Stored data entries:
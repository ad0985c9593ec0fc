use std::error::Error;

/// A type of error that a transport can fail with.
#[derive(Clone, Copy, Debug, PartialEq, Eq, Hash)]
pub enum ErrorKind {
    /// The connection to the assistant backend was lost.
    Disconnected,
    /// The transport gave up waiting for the backend.
    ///
    /// Deadlines are the adapter's concern; the session engine keeps
    /// no timer of its own.
    Timeout,
    /// Any other errors.
    Other,
}

/// The error type for a transport adapter.
pub trait TransportError: Error + Send + Sync + 'static {
    /// Returns the kind of this error.
    fn kind(&self) -> ErrorKind;
}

◆ WORK TO COMPLETE ◆
Print every record above. Keep each one exactly as it is.

◆ RESULT BELOW ◆
repository ad0985c9593ec0fc
use std::error::Error;

/// A type of error that a transport can fail with.
#[derive(Clone, Copy, Debug, PartialEq, Eq, Hash)]
pub enum ErrorKind {
    /// The connection to the assistant backend was lost.
    Disconnected,
    /// The transport gave up waiting for the backend.
    ///
    /// Deadlines are the adapter's concern; the session engine keeps
    /// no timer of its own.
    Timeout,
    /// Any other errors.
    Other,
}

/// The error type for a transport adapter.
pub trait TransportError: Error + Send + Sync + 'static {
    /// Returns the kind of this error.
    fn kind(&self) -> ErrorKind;
}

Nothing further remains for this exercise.